You can also specify --radius <n>
to override the radius defined in the YAML config file and --experiment foo
to append a _foo
to the search directory.)
Last, but not least: snakemake locks the directory to make sure processes don't step on each other. This is important when catlases need to be built (you don't want two different search
commands stepping on each other during the catlas building phase) but once you have built catlases you can do searches in parallel. To enable this add --nolock
to the run command.
Characterizing the catlas
(The below may not be working. - CTB 7/22/2018.)
Extracting high articulated bits of the cDBG
First, build the twofoo data set with r5:
python -m spacegraphcats run twofoo build --radius=5
Then, extract nodes with many cDBG nodes and few k-mers (by ratio):
python -m spacegraphcats.search.extract_nodes_by_shadow_ratio twofoo_k31_r5 zzz.fq
Now, look at the content of the extracted nodes -- the presence of the Akkermansia genome is essentially nil, because there is no strain variation in this part of the graph / the assembly is quite good:
sourmash search --containment zzz.fq.sig data/2-akker.sig --threshold=0
should yield
similarity match
---------- -----
0.2% CP001071.1 Akkermansia muciniphila ATCC BAA-835, complete...
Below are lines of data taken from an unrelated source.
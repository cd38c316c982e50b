//! Application configuration and constants
//!
//! Central naming, SD-card layout and panel geometry. Feature crates build
//! their paths from these roots rather than hardcoding strings.

/// The application name
pub const APP_NAME: &str = "Meshdeck";

/// Application version (synchronized with Cargo.toml)
pub const APP_VERSION: &str = env!("CARGO_PKG_VERSION");

// ── SD-card layout ──────────────────────────────────────────────────────────

/// Audiobook library root (holds `.bookmarks/` and `.metacache`).
pub const AUDIOBOOK_ROOT: &str = "/audiobooks";

/// E-book root.
pub const BOOKS_ROOT: &str = "/books";

/// Plain-text notes.
pub const NOTES_ROOT: &str = "/notes";

/// SMS conversations, contacts and `modem.cfg`.
pub const SMS_ROOT: &str = "/sms";

/// Web reader state: `wifi.cfg`, `bookmarks.txt`, `history.txt`.
pub const WEB_ROOT: &str = "/web";

/// Device settings blob (postcard + CRC-32).
pub const SETTINGS_PATH: &str = "/settings.bin";

// ── Panel geometry ──────────────────────────────────────────────────────────

/// E-ink panel width in pixels (portrait).
pub const DISPLAY_WIDTH: u32 = 240;

/// E-ink panel height in pixels (portrait).
pub const DISPLAY_HEIGHT: u32 = 320;

/// Width of one glyph of the small font.
pub const SMALL_GLYPH_WIDTH: u32 = 6;

/// Line pitch of the small font.
pub const SMALL_LINE_HEIGHT: u32 = 10;

/// Characters per line with the small font.
pub const TEXT_COLUMNS: usize = (DISPLAY_WIDTH / SMALL_GLYPH_WIDTH) as usize;

/// Text rows available below the status bar.
pub const TEXT_ROWS: usize = ((DISPLAY_HEIGHT - 2 * SMALL_LINE_HEIGHT) / SMALL_LINE_HEIGHT) as usize;
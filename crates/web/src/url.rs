//! Absolute `http`/`https` URLs and reference resolution.

use core::fmt::Write as _;

use heapless::String;

use crate::FetchError;

/// Longest URL kept.
pub const MAX_URL: usize = 256;

/// Longest host name.
pub const MAX_HOST: usize = 64;

/// URL text buffer.
pub type UrlBuf = String<MAX_URL>;

/// Parsed absolute URL without fragment.
#[derive(Debug, Clone, PartialEq, Eq)]
pub struct Url {
    full: UrlBuf,
    tls: bool,
    host: String<MAX_HOST>,
    port: u16,
    /// Offset of the path within `full`.
    path_at: usize,
}

fn default_port(tls: bool) -> u16 {
    if tls {
        443
    } else {
        80
    }
}

impl Url {
    /// Parse user input or an absolute reference. Input without a scheme
    /// is taken as `https://`.
    pub fn parse(input: &str) -> Result<Self, FetchError> {
        let input = input.trim();
        let input = input.split('#').next().unwrap_or("");
        let (tls, rest) = match input.find("://") {
            Some(i) => {
                let scheme = input.get(..i).ok_or(FetchError::BadUrl)?;
                let tls = if scheme.eq_ignore_ascii_case("https") {
                    true
                } else if scheme.eq_ignore_ascii_case("http") {
                    false
                } else {
                    return Err(FetchError::BadUrl);
                };
                (tls, input.get(i.saturating_add(3)..).unwrap_or(""))
            }
            None => (true, input),
        };
        let split = rest.find(['/', '?']).unwrap_or(rest.len());
        let authority = rest.get(..split).unwrap_or("");
        let path = rest.get(split..).unwrap_or("");
        let authority = authority.rsplit('@').next().unwrap_or(authority);
        let (host, port) = match authority.rsplit_once(':') {
            Some((h, p)) => (h, p.parse::<u16>().map_err(|_| FetchError::BadUrl)?),
            None => (authority, default_port(tls)),
        };
        if host.is_empty() || host.contains(char::is_whitespace) {
            return Err(FetchError::BadUrl);
        }
        let mut lower: String<MAX_HOST> = String::new();
        for c in host.chars() {
            lower.push(c.to_ascii_lowercase()).map_err(|_| FetchError::BadUrl)?;
        }
        Self::build(tls, &lower, port, path)
    }

    fn build(tls: bool, host: &str, port: u16, path: &str) -> Result<Self, FetchError> {
        let mut full = UrlBuf::new();
        let scheme = if tls { "https" } else { "http" };
        write!(full, "{scheme}://{host}").map_err(|_| FetchError::BadUrl)?;
        if port != default_port(tls) {
            write!(full, ":{port}").map_err(|_| FetchError::BadUrl)?;
        }
        let path_at = full.len();
        if !path.starts_with('/') {
            full.push('/').map_err(|_| FetchError::BadUrl)?;
        }
        full.push_str(path).map_err(|_| FetchError::BadUrl)?;
        let mut h = String::new();
        h.push_str(host).map_err(|_| FetchError::BadUrl)?;
        Ok(Self {
            full,
            tls,
            host: h,
            port,
            path_at,
        })
    }

    /// Full text.
    pub fn as_str(&self) -> &str {
        &self.full
    }

    /// `true` for `https`.
    pub fn is_tls(&self) -> bool {
        self.tls
    }

    /// Lower-case host.
    pub fn host(&self) -> &str {
        &self.host
    }

    /// Port (explicit or default).
    pub fn port(&self) -> u16 {
        self.port
    }

    /// Request target: path plus query.
    pub fn target(&self) -> &str {
        self.full.get(self.path_at..).unwrap_or("/")
    }

    /// Path without the query.
    pub fn path(&self) -> &str {
        let t = self.target();
        t.split('?').next().unwrap_or(t)
    }

    /// Query without the `?`.
    pub fn query(&self) -> Option<&str> {
        self.target().split_once('?').map(|(_, q)| q)
    }

    /// `scheme://host[:port]`.
    pub fn origin(&self) -> &str {
        self.full.get(..self.path_at).unwrap_or("")
    }

    /// `true` if a connection to `other` can reuse one to `self`.
    pub fn same_endpoint(&self, other: &Url) -> bool {
        self.tls == other.tls && self.port == other.port && self.host == other.host
    }

    /// Resolve a reference (`Location` header, link, form action).
    pub fn resolve(&self, reference: &str) -> Result<Self, FetchError> {
        let r = reference.trim();
        if r.is_empty() || r.starts_with('#') {
            return Ok(self.clone());
        }
        let scheme_end = r.find("://");
        let first_sep = r.find(['/', '?']);
        if let Some(i) = scheme_end {
            if first_sep.map_or(true, |s| i < s) {
                return Self::parse(r);
            }
        }
        if let Some(rest) = r.strip_prefix("//") {
            let mut abs = UrlBuf::new();
            let scheme = if self.tls { "https://" } else { "http://" };
            write!(abs, "{scheme}{rest}").map_err(|_| FetchError::BadUrl)?;
            return Self::parse(&abs);
        }
        let r = r.split('#').next().unwrap_or(r);
        let mut path = UrlBuf::new();
        if r.starts_with('/') {
            path.push_str(r).map_err(|_| FetchError::BadUrl)?;
        } else if r.starts_with('?') {
            write!(path, "{}{}", self.path(), r).map_err(|_| FetchError::BadUrl)?;
        } else {
            let base = self.path();
            let dir = base.get(..base.rfind('/').map_or(0, |i| i.saturating_add(1))).unwrap_or("/");
            write!(path, "{dir}{r}").map_err(|_| FetchError::BadUrl)?;
        }
        let path = remove_dot_segments(&path)?;
        Self::build(self.tls, &self.host, self.port, &path)
    }
}

impl core::fmt::Display for Url {
    fn fmt(&self, f: &mut core::fmt::Formatter<'_>) -> core::fmt::Result {
        f.write_str(&self.full)
    }
}

/// Collapse `.` and `..` path segments; the query is left alone.
fn remove_dot_segments(target: &str) -> Result<UrlBuf, FetchError> {
    let (path, query) = match target.split_once('?') {
        Some((p, q)) => (p, Some(q)),
        None => (target, None),
    };
    let mut stack: heapless::Vec<&str, 32> = heapless::Vec::new();
    let trailing = path.ends_with('/') || path.ends_with("/.") || path.ends_with("/..");
    for seg in path.split('/') {
        match seg {
            "" | "." => {}
            ".." => {
                stack.pop();
            }
            s => stack.push(s).map_err(|_| FetchError::BadUrl)?,
        }
    }
    let mut out = UrlBuf::new();
    for seg in &stack {
        write!(out, "/{seg}").map_err(|_| FetchError::BadUrl)?;
    }
    if out.is_empty() || (trailing && !out.ends_with('/')) {
        out.push('/').map_err(|_| FetchError::BadUrl)?;
    }
    if let Some(q) = query {
        write!(out, "?{q}").map_err(|_| FetchError::BadUrl)?;
    }
    Ok(out)
}

#[cfg(test)]
mod tests {
    use super::*;

    #[test]
    fn test_parse_defaults_to_https() {
        let u = Url::parse("Example.com").unwrap();
        assert_eq!(u.as_str(), "https://example.com/");
        assert!(u.is_tls());
        assert_eq!(u.port(), 443);
        assert_eq!(u.target(), "/");
    }

    #[test]
    fn test_parse_port_path_query_fragment() {
        let u = Url::parse("http://host:8080/a/b?x=1#frag").unwrap();
        assert_eq!(u.as_str(), "http://host:8080/a/b?x=1");
        assert_eq!(u.host(), "host");
        assert_eq!(u.port(), 8080);
        assert_eq!(u.path(), "/a/b");
        assert_eq!(u.query(), Some("x=1"));
        assert_eq!(u.origin(), "http://host:8080");
    }

    #[test]
    fn test_rejects_other_schemes() {
        assert_eq!(Url::parse("ftp://x/"), Err(FetchError::BadUrl));
        assert_eq!(Url::parse("http://"), Err(FetchError::BadUrl));
        assert_eq!(Url::parse("http://h:99999/"), Err(FetchError::BadUrl));
    }

    #[test]
    fn test_resolve_forms() {
        let base = Url::parse("https://site.org/docs/guide/page.html?q=1").unwrap();
        assert_eq!(base.resolve("/login").unwrap().as_str(), "https://site.org/login");
        assert_eq!(base.resolve("next.html").unwrap().as_str(), "https://site.org/docs/guide/next.html");
        assert_eq!(base.resolve("../up").unwrap().as_str(), "https://site.org/docs/up");
        assert_eq!(base.resolve("?page=2").unwrap().as_str(), "https://site.org/docs/guide/page.html?page=2");
        assert_eq!(base.resolve("//cdn.net/x").unwrap().as_str(), "https://cdn.net/x");
        assert_eq!(base.resolve("http://other/").unwrap().as_str(), "http://other/");
        assert_eq!(base.resolve("#top").unwrap(), base);
    }

    #[test]
    fn test_same_endpoint() {
        let a = Url::parse("https://a.com/x").unwrap();
        assert!(a.same_endpoint(&Url::parse("https://a.com/y").unwrap()));
        assert!(!a.same_endpoint(&Url::parse("http://a.com/y").unwrap()));
    }
}
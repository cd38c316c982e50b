//! Router and refresh-deadline properties.

use proptest::prelude::*;
use ui::deadline::AUDIO_REFRESH_MS;
use ui::keys::{KEY_ESCAPE, KEY_HOME, KEY_POWER};
use ui::{Route, Router, ScreenId};

fn screen() -> impl Strategy<Value = ScreenId> {
    prop::sample::select(ScreenId::LAUNCHER.to_vec())
}

proptest! {
    #[test]
    fn prop_non_global_keys_reach_current_screen(key in any::<u8>(), target in screen()) {
        prop_assume!(![KEY_POWER, KEY_HOME, KEY_ESCAPE].contains(&key));
        let mut r = Router::new();
        r.open(target, 0);
        prop_assert_eq!(r.begin(Some(key)), Route::Screen { id: target, key });
    }

    #[test]
    fn prop_audio_never_refreshes_early(delta in 0u32..120_000, now in 0u64..1_000_000, idle in 0u64..59_999) {
        let mut r = Router::new();
        r.deadline_mut().set_audio_active(true);
        r.rendered(now, delta);
        // Ticks without a consumed key never redraw inside the audio window.
        r.finish(false, now + idle);
        prop_assert!(!r.deadline().is_due(now + idle));
        prop_assert!(r.deadline().is_due(now + u64::from(delta.max(AUDIO_REFRESH_MS))));
    }

    #[test]
    fn prop_consumed_key_redraws_now(delta in 0u32..120_000, now in 0u64..1_000_000, after in 0u64..120_000) {
        let mut r = Router::new();
        r.deadline_mut().set_audio_active(true);
        r.rendered(now, delta);
        r.finish(true, now + after);
        prop_assert!(r.deadline().is_due(now + after));
    }
}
while the two Shewanella genomes interfere with each other, creating a highly articulated cDBG that leads to poor assembly. Thus the command above extracts the Shewanella bits of the catlas preferentially; so
sourmash search --containment zzz.fq.sig data/47-os185.sig --threshold=0
should yield
similarity match
---------- -----
54.1% NC_009665.1 Shewanella baltica OS185, complete genome
and
sourmash search --containment zzz.fq.sig data/63-os223.sig --threshold=0
should yield
similarity match
---------- -----
59.1% NC_011663.1 Shewanella baltica OS223, complete genome